** Directions **
Return exactly the listing's lines, from its first line to the line holding "wired together by", ends included.

** Provided material **
========
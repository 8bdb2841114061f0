//! # FreshSync Connectors
//!
//! Concrete endpoints for the FreshSync synchronization core:
//!
//! - [`upstream`] — the Materialize connector (relational wire
//!   protocol, `SUBSCRIBE` with progress marks and snapshots)
//! - [`search`] — the bulk full-text index sink
//! - [`broadcast`] — the WebSocket fan-out sink
//!
//! All three implement the seams defined in `freshsync-core`
//! (`UpstreamConnector` / `SinkAdapter`) and are wired together by
//! `freshsync-server`.

#![deny(missing_docs)]
#![warn(clippy::all, clippy::pedantic)]
#![allow(clippy::module_name_repetitions)]
#![cfg_attr(
    test,
    allow(clippy::too_many_lines, clippy::cast_possible_truncation)
)]

/// WebSocket broadcast sink.
pub mod broadcast;

/// Bulk search-index sink.
pub mod search;

/// Materialize upstream connector.
pub mod upstream;
//! FreshSync worker binary.
//!
//! Reads the pipeline descriptor table, spawns one supervised pipeline
//! per `(view, sink)` pair, and serves health probes until shutdown.
//!
//! Exit codes: 0 normal, 1 fatal configuration error, 2 when every
//! pipeline halted and an unrecoverable upstream schema error was among
//! the causes.

mod config;
mod orchestrator;
mod probes;

use std::path::PathBuf;

use anyhow::Result;
use clap::Parser;
use tracing::{error, info};
use tracing_subscriber::{layer::SubscriberExt, util::SubscriberInitExt};

use crate::config::ServerConfig;
use crate::orchestrator::Orchestrator;

/// FreshSync — realtime view synchronization worker.
#[derive(Parser, Debug)]
#[command(author, version, about, long_about = None)]
struct Args {
    /// Pipeline descriptor file (`view,sink,key_column[,shape_id]` lines).
    #[arg(long, env = "PIPELINE_DESCRIPTORS", default_value = "pipelines.conf")]
    descriptors: PathBuf,

    /// Listen address for the /ready and /live probes.
    #[arg(long, env = "PROBE_LISTEN_ADDR", default_value = "0.0.0.0:8080")]
    probe_addr: String,

    /// Log level when RUST_LOG is not set.
    #[arg(long, default_value = "info")]
    log_level: String,
}

#[tokio::main]
async fn main() -> Result<()> {
    let args = Args::parse();

    tracing_subscriber::registry()
        .with(
            tracing_subscriber::EnvFilter::try_from_default_env()
                .unwrap_or_else(|_| format!("freshsync={}", args.log_level).into()),
        )
        .with(tracing_subscriber::fmt::layer())
        .init();

    info!("starting FreshSync worker");
    info!("version: {}", env!("CARGO_PKG_VERSION"));
    info!(descriptors = %args.descriptors.display(), "loading configuration");

    let config = match ServerConfig::load(&args.descriptors) {
        Ok(config) => config,
        Err(e) => {
            error!(kind = e.kind(), error = %e, "configuration error");
            std::process::exit(1);
        }
    };
    info!(pipelines = config.descriptors.len(), "configuration loaded");

    let orchestrator = match Orchestrator::start(config).await {
        Ok(orchestrator) => orchestrator,
        Err(e) => {
            error!(kind = e.kind(), error = %e, "startup failed");
            std::process::exit(1);
        }
    };

    let probe_server = match probes::serve(&args.probe_addr, orchestrator.statuses()).await {
        Ok(handle) => handle,
        Err(e) => {
            error!(kind = e.kind(), error = %e, "probe endpoint failed to bind");
            std::process::exit(1);
        }
    };

    let exit_code = orchestrator.run().await;
    probe_server.abort();
    if exit_code != 0 {
        std::process::exit(exit_code);
    }
    Ok(())
}
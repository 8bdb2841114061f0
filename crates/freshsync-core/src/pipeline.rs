//! Pipeline supervision.
//!
//! One [`Pipeline`] drives a single `(view, sink)` pair: it owns the
//! upstream connector, runs the decode→consolidate chain in its own
//! task, and feeds the sink adapter through a bounded command channel.
//! The sink runs in a separate task so slow sink I/O backpressures the
//! pipeline through the channel instead of blocking the stream reader
//! mid-chunk.
//!
//! The supervisor loop owns reconnect policy: transient errors tear the
//! session down, wait out a backoff, and rehydrate from a fresh
//! snapshot (sinks are idempotent, so rehydration repairs any drift).
//! Protocol and shape errors halt the pipeline and surface through its
//! [`PipelineStatus`].

use std::sync::atomic::{AtomicBool, Ordering};
use std::sync::Arc;

use parking_lot::Mutex;
use tokio::sync::{mpsc, watch};
use tracing::{debug, error, info, warn};

use crate::consolidate::{Consolidator, FlushBatch};
use crate::decode::RowDecoder;
use crate::error::SyncError;
use crate::event::{Diff, SourceEvent};
use crate::health::HealthStatus;
use crate::metrics::PipelineMetrics;
use crate::retry::RetryPolicy;
use crate::sink::SinkAdapter;
use crate::source::{SubscribeOptions, UpstreamConnector};
use crate::value::{Row, ViewSchema};

/// How the sink's initial state is produced on (re)connect.
#[derive(Debug, Clone, Copy, PartialEq, Eq)]
pub enum HydrationMode {
    /// Hydrate from the subscription's own snapshot phase; the first
    /// progress mark is the cutoff. Snapshot and stream share one
    /// timeline, so no change can fall into a gap.
    SubscribeSnapshot,
    /// Hydrate from a standalone snapshot statement, then subscribe
    /// without snapshot. Restartable, but changes committed between the
    /// snapshot and the subscription are only repaired by the next
    /// rehydration.
    SelectSnapshot,
}

/// Tunables for one pipeline.
#[derive(Debug, Clone)]
pub struct PipelineConfig {
    /// Capacity of the supervisor→sink command channel.
    pub channel_capacity: usize,
    /// Rows pulled from upstream per poll.
    pub fetch_chunk: usize,
    /// Consolidator pending-key bound.
    pub max_pending_keys: usize,
    /// Hydration strategy.
    pub hydration: HydrationMode,
    /// Reconnect backoff schedule.
    pub retry: RetryPolicy,
}

impl Default for PipelineConfig {
    fn default() -> Self {
        Self {
            channel_capacity: 32,
            fetch_chunk: 1024,
            max_pending_keys: Consolidator::DEFAULT_MAX_PENDING_KEYS,
            hydration: HydrationMode::SubscribeSnapshot,
            retry: RetryPolicy::default(),
        }
    }
}

/// Lifecycle state of a pipeline.
#[derive(Debug, Clone, Copy, PartialEq, Eq)]
pub enum PipelineState {
    /// Created, not yet connected.
    Initializing,
    /// Populating the sink from a snapshot.
    Hydrating,
    /// Applying live batches.
    Streaming,
    /// Backing off after a transient failure.
    Reconnecting,
    /// Halted on a fatal error; only this pipeline is affected.
    Fatal,
    /// Shut down by the orchestrator.
    Stopped,
}

impl std::fmt::Display for PipelineState {
    fn fmt(&self, f: &mut std::fmt::Formatter<'_>) -> std::fmt::Result {
        let name = match self {
            PipelineState::Initializing => "Initializing",
            PipelineState::Hydrating => "Hydrating",
            PipelineState::Streaming => "Streaming",
            PipelineState::Reconnecting => "Reconnecting",
            PipelineState::Fatal => "Fatal",
            PipelineState::Stopped => "Stopped",
        };
        write!(f, "{name}")
    }
}

/// Shared status handle for one pipeline, read by the orchestrator's
/// probe endpoints.
#[derive(Debug)]
pub struct PipelineStatus {
    view: String,
    sink: String,
    state: Mutex<PipelineState>,
    last_error: Mutex<Option<String>>,
    hydrated_once: AtomicBool,
    /// Counters updated by the supervisor and sink tasks.
    pub metrics: PipelineMetrics,
}

impl PipelineStatus {
    /// Creates a status handle for a `(view, sink)` pair.
    #[must_use]
    pub fn new(view: impl Into<String>, sink: impl Into<String>) -> Self {
        Self {
            view: view.into(),
            sink: sink.into(),
            state: Mutex::new(PipelineState::Initializing),
            last_error: Mutex::new(None),
            hydrated_once: AtomicBool::new(false),
            metrics: PipelineMetrics::new(),
        }
    }

    /// The upstream view.
    #[must_use]
    pub fn view(&self) -> &str {
        &self.view
    }

    /// The sink name.
    #[must_use]
    pub fn sink(&self) -> &str {
        &self.sink
    }

    /// Current lifecycle state.
    #[must_use]
    pub fn state(&self) -> PipelineState {
        *self.state.lock()
    }

    /// Most recent error message, if any.
    #[must_use]
    pub fn last_error(&self) -> Option<String> {
        self.last_error.lock().clone()
    }

    /// Whether at least one hydration has completed.
    #[must_use]
    pub fn is_ready(&self) -> bool {
        self.hydrated_once.load(Ordering::Relaxed)
    }

    /// Maps the lifecycle state onto a probe health status.
    #[must_use]
    pub fn health(&self) -> HealthStatus {
        match self.state() {
            PipelineState::Streaming => HealthStatus::Healthy,
            PipelineState::Initializing | PipelineState::Hydrating => HealthStatus::Unknown,
            PipelineState::Reconnecting => HealthStatus::Degraded(
                self.last_error().unwrap_or_else(|| "reconnecting".to_string()),
            ),
            PipelineState::Fatal => HealthStatus::Unhealthy(
                self.last_error().unwrap_or_else(|| "fatal".to_string()),
            ),
            PipelineState::Stopped => HealthStatus::Unhealthy("stopped".to_string()),
        }
    }

    /// Records a lifecycle transition. Driven by the supervisor; also
    /// usable by an orchestrator that detects a dead pipeline task.
    pub fn set_state(&self, state: PipelineState) {
        *self.state.lock() = state;
    }

    /// Records the most recent error.
    pub fn set_error(&self, error: &SyncError) {
        *self.last_error.lock() = Some(error.to_string());
    }

    /// Marks the first completed hydration.
    pub fn mark_hydrated(&self) {
        self.hydrated_once.store(true, Ordering::Relaxed);
    }
}
//! WebSocket broadcast sink.
//!
//! Serves many browser clients per-view differential updates:
//! snapshot-then-deltas with a strict cutoff, bounded per-client
//! queues, and slow-consumer eviction. The [`BroadcastHub`] holds the
//! shared per-view state; one [`BroadcastSink`] per pipeline writes
//! into it; the [`WsServer`] serves clients out of it.

mod config;
mod hub;
mod protocol;
mod server;

pub use config::BroadcastConfig;
pub use hub::{BroadcastHub, BroadcastMetrics, ClientId, ViewChannel};
pub use protocol::{encode_frame, ClientFrame, DeltaUpsert, ServerFrame, SnapshotEntry};
pub use server::WsServer;

use std::sync::Arc;

use async_trait::async_trait;

use freshsync_core::consolidate::FlushBatch;
use freshsync_core::error::SyncError;
use freshsync_core::sink::SinkAdapter;
use freshsync_core::value::{Row, ViewSchema};

/// Sink adapter writing one view's batches into the broadcast hub.
///
/// Applying is pure in-memory work plus non-blocking enqueues, so the
/// pipeline never stalls on a slow client.
pub struct BroadcastSink {
    channel: Arc<ViewChannel>,
}

impl BroadcastSink {
    /// Creates a sink over a view channel (see
    /// [`BroadcastHub::register_view`]).
    #[must_use]
    pub fn new(channel: Arc<ViewChannel>) -> Self {
        Self { channel }
    }
}

#[async_trait]
impl SinkAdapter for BroadcastSink {
    fn name(&self) -> &'static str {
        "broadcast"
    }

    async fn hydrate_begin(&mut self, _schema: &ViewSchema) -> Result<(), SyncError> {
        self.channel.hydrate_begin();
        Ok(())
    }

    async fn hydrate_rows(&mut self, rows: Vec<(String, Row)>) -> Result<(), SyncError> {
        self.channel.hydrate_rows(rows)
    }

    async fn hydrate_end(&mut self, cutoff_ts: u64) -> Result<(), SyncError> {
        self.channel.hydrate_end(cutoff_ts);
        Ok(())
    }

    async fn apply(&mut self, batch: &FlushBatch) -> Result<(), SyncError> {
        self.channel.apply(batch)
    }

    async fn close(&mut self) -> Result<(), SyncError> {
        // The channel outlives the sink: clients keep their last state
        // through a pipeline restart, and the server owns eviction.
        Ok(())
    }
}

#[cfg(test)]
mod tests {
    use super::*;
    use freshsync_core::consolidate::NetOp;
    use freshsync_core::value::{ColumnDef, ColumnType};

    fn schema() -> Arc<ViewSchema> {
        Arc::new(ViewSchema::new(
            "orders",
            vec![
                ColumnDef::new("order_id", ColumnType::Text),
                ColumnDef::new("status", ColumnType::Text),
            ],
        ))
    }

    #[tokio::test]
    async fn test_sink_drives_channel() {
        let hub = BroadcastHub::new();
        let channel = hub.register_view("orders");
        let mut sink = BroadcastSink::new(Arc::clone(&channel));
        assert_eq!(sink.name(), "broadcast");

        let schema = schema();
        sink.hydrate_begin(&schema).await.unwrap();
        let row = Row::parse(&schema, &[Some("o1".to_string()), Some("NEW".to_string())])
            .unwrap();
        sink.hydrate_rows(vec![("o1".to_string(), row.clone())])
            .await
            .unwrap();
        sink.hydrate_end(3).await.unwrap();
        assert!(channel.is_hydrated());
        assert_eq!(channel.row_count(), 1);

        sink.apply(&FlushBatch {
            ts: 4,
            ops: vec![NetOp::Delete {
                key: "o1".to_string(),
            }],
        })
        .await
        .unwrap();
        assert_eq!(channel.row_count(), 0);
        sink.close().await.unwrap();
    }
}
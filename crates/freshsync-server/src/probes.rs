//! Health probe endpoints.
//!
//! `GET /ready` — every pipeline has completed at least one hydration.
//! `GET /live` — no pipeline has halted (`Fatal`) or stopped.
//!
//! Both report per-pipeline detail so one failed pipeline (which keeps
//! the aggregate at 503) is still visibly separate from the healthy
//! rest.

use std::sync::Arc;

use axum::extract::State;
use axum::http::StatusCode;
use axum::routing::get;
use axum::{Json, Router};
use serde_json::{json, Value};
use tracing::info;

use freshsync_core::error::SyncError;
use freshsync_core::pipeline::{PipelineState, PipelineStatus};

type Statuses = Arc<Vec<Arc<PipelineStatus>>>;

fn pipeline_detail(status: &PipelineStatus) -> Value {
    let metrics = status.metrics.snapshot();
    json!({
        "view": status.view(),
        "sink": status.sink(),
        "state": status.state().to_string(),
        "ready": status.is_ready(),
        "health": status.health().to_string(),
        "last_error": status.last_error(),
        "batches_applied": metrics.batches_applied,
        "snapshot_rows": metrics.snapshot_rows,
        "reconnects": metrics.reconnects,
        "last_applied_ts": metrics.last_applied_ts,
    })
}

/// Computes the readiness verdict and report body.
#[must_use]
pub fn readiness(statuses: &[Arc<PipelineStatus>]) -> (bool, Value) {
    let ready = statuses.iter().all(|s| s.is_ready());
    let body = json!({
        "ready": ready,
        "pipelines": statuses.iter().map(|s| pipeline_detail(s)).collect::<Vec<_>>(),
    });
    (ready, body)
}

/// Computes the liveness verdict and report body. A pipeline mid-
/// hydration counts as live — every reconnect passes through
/// `Hydrating`, and flapping the probe on each reconnect would turn
/// transient upstream blips into restarts.
#[must_use]
pub fn liveness(statuses: &[Arc<PipelineStatus>]) -> (bool, Value) {
    let live = statuses.iter().all(|s| {
        !matches!(
            s.state(),
            PipelineState::Fatal | PipelineState::Stopped
        )
    });
    let body = json!({
        "live": live,
        "pipelines": statuses.iter().map(|s| pipeline_detail(s)).collect::<Vec<_>>(),
    });
    (live, body)
}

async fn ready_handler(State(statuses): State<Statuses>) -> (StatusCode, Json<Value>) {
    let (ready, body) = readiness(&statuses);
    let code = if ready {
        StatusCode::OK
    } else {
        StatusCode::SERVICE_UNAVAILABLE
    };
    (code, Json(body))
}

async fn live_handler(State(statuses): State<Statuses>) -> (StatusCode, Json<Value>) {
    let (live, body) = liveness(&statuses);
    let code = if live {
        StatusCode::OK
    } else {
        StatusCode::SERVICE_UNAVAILABLE
    };
    (code, Json(body))
}

/// Binds the probe server and serves it in a background task.
///
/// # Errors
///
/// Returns [`SyncError::UnresolvableEndpoint`] when the address cannot
/// be bound.
pub async fn serve(
    addr: &str,
    statuses: Statuses,
) -> Result<tokio::task::JoinHandle<()>, SyncError> {
    let router = Router::new()
        .route("/ready", get(ready_handler))
        .route("/live", get(live_handler))
        .with_state(statuses);
    let listener = tokio::net::TcpListener::bind(addr).await.map_err(|e| {
        SyncError::UnresolvableEndpoint {
            endpoint: addr.to_string(),
            reason: e.to_string(),
        }
    })?;
    let local_addr = listener.local_addr()?;
    info!(addr = %local_addr, "probe endpoints listening");
    Ok(tokio::spawn(async move {
        let _ = axum::serve(listener, router).await;
    }))
}

#[cfg(test)]
mod tests {
    use super::*;

    #[test]
    fn test_readiness_requires_every_pipeline() {
        let a = Arc::new(PipelineStatus::new("orders_search_source", "search"));
        let b = Arc::new(PipelineStatus::new("orders_search_source", "broadcast"));
        let statuses = vec![Arc::clone(&a), Arc::clone(&b)];

        let (ready, _) = readiness(&statuses);
        assert!(!ready);

        a.mark_hydrated();
        let (ready, body) = readiness(&statuses);
        assert!(!ready);
        assert_eq!(body["pipelines"][0]["ready"], true);
        assert_eq!(body["pipelines"][1]["ready"], false);

        b.mark_hydrated();
        let (ready, _) = readiness(&statuses);
        assert!(ready);
    }

    #[test]
    fn test_one_fatal_pipeline_degrades_but_isolates() {
        // A misconfigured view halts its own pipeline; the other one
        // still hydrates and reports ready on its own line.
        let bad = Arc::new(PipelineStatus::new("nonexistent", "search"));
        let good = Arc::new(PipelineStatus::new("orders_search_source", "search"));
        bad.set_error(&SyncError::ViewNotFound("nonexistent".to_string()));
        bad.set_state(PipelineState::Fatal);
        good.mark_hydrated();
        good.set_state(PipelineState::Streaming);
        let statuses = vec![Arc::clone(&bad), Arc::clone(&good)];

        let (ready, body) = readiness(&statuses);
        assert!(!ready);
        assert_eq!(body["pipelines"][0]["ready"], false);
        assert!(body["pipelines"][0]["last_error"]
            .as_str()
            .unwrap()
            .contains("nonexistent"));
        assert_eq!(body["pipelines"][1]["ready"], true);

        let (live, _) = liveness(&statuses);
        assert!(!live);
    }

    #[test]
    fn test_liveness_tracks_states() {
        let a = Arc::new(PipelineStatus::new("orders_search_source", "search"));
        let statuses = vec![Arc::clone(&a)];
        let (live, body) = liveness(&statuses);
        assert!(live);
        assert_eq!(body["pipelines"][0]["state"], "Initializing");

        a.set_state(PipelineState::Reconnecting);
        assert!(liveness(&statuses).0);

        a.set_state(PipelineState::Fatal);
        assert!(!liveness(&statuses).0);
    }
}
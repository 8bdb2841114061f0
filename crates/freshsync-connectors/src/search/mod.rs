//! Search-index sink adapter.
//!
//! Translates consolidated batches into bulk NDJSON writes. Hydration
//! pushes chunks through a rolling window of in-flight requests; live
//! batches are written one bulk call at a time to preserve batch
//! ordering. Per-item rejections are retried once, then logged and
//! dropped — the authoritative state lives upstream, and the next
//! hydration repairs any drift.

mod bulk;
mod config;
mod shape;

pub use bulk::{
    build_actions, chunk_actions, failed_items, to_ndjson, BulkAction, BulkItem,
    BulkItemError, BulkItemOutcome, BulkResponse,
};
pub use config::SearchSinkConfig;
pub use shape::{resolve_shape, DocShape, IdentityShape, OrdersShape};

use std::collections::HashSet;
use std::sync::atomic::{AtomicU64, Ordering};
use std::sync::Arc;

use async_trait::async_trait;
use futures_util::stream::{FuturesUnordered, StreamExt};
use tracing::{debug, info, warn};

use freshsync_core::consolidate::{FlushBatch, NetOp};
use freshsync_core::error::SyncError;
use freshsync_core::sink::SinkAdapter;
use freshsync_core::value::{Row, ViewSchema};

/// Counters for one search sink.
#[derive(Debug, Default)]
pub struct SearchSinkMetrics {
    /// Bulk requests issued.
    pub bulk_requests: AtomicU64,
    /// Documents indexed.
    pub docs_indexed: AtomicU64,
    /// Documents deleted.
    pub docs_deleted: AtomicU64,
    /// Sub-batch retries after per-item failures.
    pub item_retries: AtomicU64,
    /// Documents dropped after the retry also failed.
    pub item_rejects: AtomicU64,
}

/// Shared bulk dispatcher; cloned into hydration window tasks.
#[derive(Clone)]
struct BulkDispatcher {
    client: reqwest::Client,
    bulk_url: String,
    item_retry_delay: std::time::Duration,
    request_timeout_ms: u64,
    metrics: Arc<SearchSinkMetrics>,
}

impl BulkDispatcher {
    fn map_transport(&self, error: &reqwest::Error) -> SyncError {
        if error.is_timeout() {
            SyncError::SinkTimeout(self.request_timeout_ms)
        } else {
            SyncError::NetworkUnavailable(error.to_string())
        }
    }

    async fn post_bulk(&self, body: String) -> Result<BulkResponse, SyncError> {
        self.metrics.bulk_requests.fetch_add(1, Ordering::Relaxed);
        let response = self
            .client
            .post(&self.bulk_url)
            .header(reqwest::header::CONTENT_TYPE, "application/x-ndjson")
            .body(body)
            .send()
            .await
            .map_err(|e| self.map_transport(&e))?;
        let status = response.status();
        if !status.is_success() {
            return Err(SyncError::NetworkUnavailable(format!(
                "bulk endpoint returned {status}"
            )));
        }
        response
            .json()
            .await
            .map_err(|e| SyncError::NetworkUnavailable(format!("malformed bulk response: {e}")))
    }

    /// Sends one chunk; per-item failures get one delayed retry, then
    /// are absorbed with a log line and a counter bump.
    async fn send_chunk(self, chunk: Vec<BulkAction>) -> Result<(), SyncError> {
        let indexed = chunk.iter().filter(|a| a.doc.is_some()).count() as u64;
        let deleted = chunk.len() as u64 - indexed;

        let response = self.post_bulk(to_ndjson(&chunk)).await?;
        let failed = failed_items(&response);
        self.metrics.docs_indexed.fetch_add(indexed, Ordering::Relaxed);
        self.metrics.docs_deleted.fetch_add(deleted, Ordering::Relaxed);
        if failed.is_empty() {
            return Ok(());
        }

        self.metrics
            .item_retries
            .fetch_add(failed.len() as u64, Ordering::Relaxed);
        let failed_keys: HashSet<&str> = failed.iter().map(|(id, _)| id.as_str()).collect();
        let retry: Vec<BulkAction> = chunk
            .iter()
            .filter(|a| failed_keys.contains(a.key.as_str()))
            .cloned()
            .collect();
        debug!(items = retry.len(), "retrying rejected bulk items");
        tokio::time::sleep(self.item_retry_delay).await;

        let response = self.post_bulk(to_ndjson(&retry)).await?;
        for (id, reason) in failed_items(&response) {
            // Dropped on purpose: the stream must not stall on one bad
            // document, and the next hydration re-attempts it.
            self.metrics.item_rejects.fetch_add(1, Ordering::Relaxed);
            let error = SyncError::PerItemRejected { key: id, reason };
            warn!(
                stage = "search_sink",
                kind = error.kind(),
                error = %error,
                "document rejected after retry; dropping"
            );
        }
        Ok(())
    }
}

/// Bulk search-index sink for one view.
pub struct SearchSink {
    config: SearchSinkConfig,
    index: String,
    shape: Arc<dyn DocShape>,
    dispatcher: BulkDispatcher,
    inflight: FuturesUnordered<tokio::task::JoinHandle<Result<(), SyncError>>>,
    metrics: Arc<SearchSinkMetrics>,
}

impl SearchSink {
    /// Creates a sink for `view`, writing to the index chosen by the
    /// shape.
    ///
    /// # Errors
    ///
    /// Returns [`SyncError::UnresolvableEndpoint`] when the HTTP client
    /// cannot be built.
    pub fn new(
        config: SearchSinkConfig,
        view: &str,
        shape: Arc<dyn DocShape>,
    ) -> Result<Self, SyncError> {
        let client = reqwest::Client::builder()
            .timeout(config.request_timeout)
            .build()
            .map_err(|e| SyncError::UnresolvableEndpoint {
                endpoint: config.base_url.clone(),
                reason: e.to_string(),
            })?;
        let index = shape.index_name(view);
        let metrics = Arc::new(SearchSinkMetrics::default());
        let dispatcher = BulkDispatcher {
            client,
            bulk_url: format!("{}/_bulk", config.base_url),
            item_retry_delay: config.item_retry_delay,
            request_timeout_ms: u64::try_from(config.request_timeout.as_millis())
                .unwrap_or(u64::MAX),
            metrics: Arc::clone(&metrics),
        };
        Ok(Self {
            config,
            index,
            shape,
            dispatcher,
            inflight: FuturesUnordered::new(),
            metrics,
        })
    }

    /// The index this sink writes to.
    #[must_use]
    pub fn index(&self) -> &str {
        &self.index
    }

    /// Handle to the sink's counters.
    #[must_use]
    pub fn metrics(&self) -> Arc<SearchSinkMetrics> {
        Arc::clone(&self.metrics)
    }

    async fn ensure_index(&self) -> Result<(), SyncError> {
        let url = format!("{}/{}", self.config.base_url, self.index);
        let head = self
            .dispatcher
            .client
            .head(&url)
            .send()
            .await
            .map_err(|e| self.dispatcher.map_transport(&e))?;
        if head.status().is_success() {
            return Ok(());
        }
        if head.status() != reqwest::StatusCode::NOT_FOUND {
            return Err(SyncError::NetworkUnavailable(format!(
                "index probe returned {}",
                head.status()
            )));
        }

        let body = serde_json::json!({ "mappings": self.shape.mapping() });
        let created = self
            .dispatcher
            .client
            .put(&url)
            .json(&body)
            .send()
            .await
            .map_err(|e| self.dispatcher.map_transport(&e))?;
        let status = created.status();
        if status.is_success() {
            info!(index = %self.index, "created search index");
            return Ok(());
        }
        // Lost a create race with another worker: the index exists now.
        let text = created.text().await.unwrap_or_default();
        if status == reqwest::StatusCode::BAD_REQUEST
            && text.contains("resource_already_exists_exception")
        {
            return Ok(());
        }
        Err(SyncError::NetworkUnavailable(format!(
            "index create returned {status}: {text}"
        )))
    }

    async fn await_one_inflight(&mut self) -> Result<(), SyncError> {
        match self.inflight.next().await {
            None => Ok(()),
            Some(Ok(result)) => result,
            Some(Err(join_error)) => Err(SyncError::NetworkUnavailable(format!(
                "bulk task failed: {join_error}"
            ))),
        }
    }

    async fn drain_inflight(&mut self) -> Result<(), SyncError> {
        let mut first_error = None;
        while !self.inflight.is_empty() {
            if let Err(e) = self.await_one_inflight().await {
                first_error.get_or_insert(e);
            }
        }
        first_error.map_or(Ok(()), Err)
    }
}

#[async_trait]
impl SinkAdapter for SearchSink {
    fn name(&self) -> &'static str {
        "search"
    }

    async fn hydrate_begin(&mut self, _schema: &ViewSchema) -> Result<(), SyncError> {
        self.drain_inflight().await?;
        self.ensure_index().await
    }

    async fn hydrate_rows(&mut self, rows: Vec<(String, Row)>) -> Result<(), SyncError> {
        let ops: Vec<NetOp> = rows
            .into_iter()
            .map(|(key, row)| NetOp::Upsert { key, row })
            .collect();
        let actions = build_actions(&self.index, &ops, self.shape.as_ref())?;
        for chunk in chunk_actions(actions, self.config.bulk_max_docs, self.config.bulk_max_bytes)
        {
            while self.inflight.len() >= self.config.hydrate_window {
                self.await_one_inflight().await?;
            }
            let dispatcher = self.dispatcher.clone();
            self.inflight
                .push(tokio::spawn(dispatcher.send_chunk(chunk)));
        }
        Ok(())
    }

    async fn hydrate_end(&mut self, _cutoff_ts: u64) -> Result<(), SyncError> {
        self.drain_inflight().await
    }

    async fn apply(&mut self, batch: &FlushBatch) -> Result<(), SyncError> {
        let actions = build_actions(&self.index, &batch.ops, self.shape.as_ref())?;
        // One bulk call per batch when the bounds allow; chunks stay in
        // order either way.
        for chunk in chunk_actions(actions, self.config.bulk_max_docs, self.config.bulk_max_bytes)
        {
            self.dispatcher.clone().send_chunk(chunk).await?;
        }
        Ok(())
    }

    async fn close(&mut self) -> Result<(), SyncError> {
        self.drain_inflight().await
    }
}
========
** Response to this exercise **
repository 8bdb2841114061f0
//! # FreshSync Connectors
//!
//! Concrete endpoints for the FreshSync synchronization core:
//!
//! - [`upstream`] — the Materialize connector (relational wire
//!   protocol, `SUBSCRIBE` with progress marks and snapshots)
//! - [`search`] — the bulk full-text index sink
//! - [`broadcast`] — the WebSocket fan-out sink
//!
//! All three implement the seams defined in `freshsync-core`
//! (`UpstreamConnector` / `SinkAdapter`) and are wired together by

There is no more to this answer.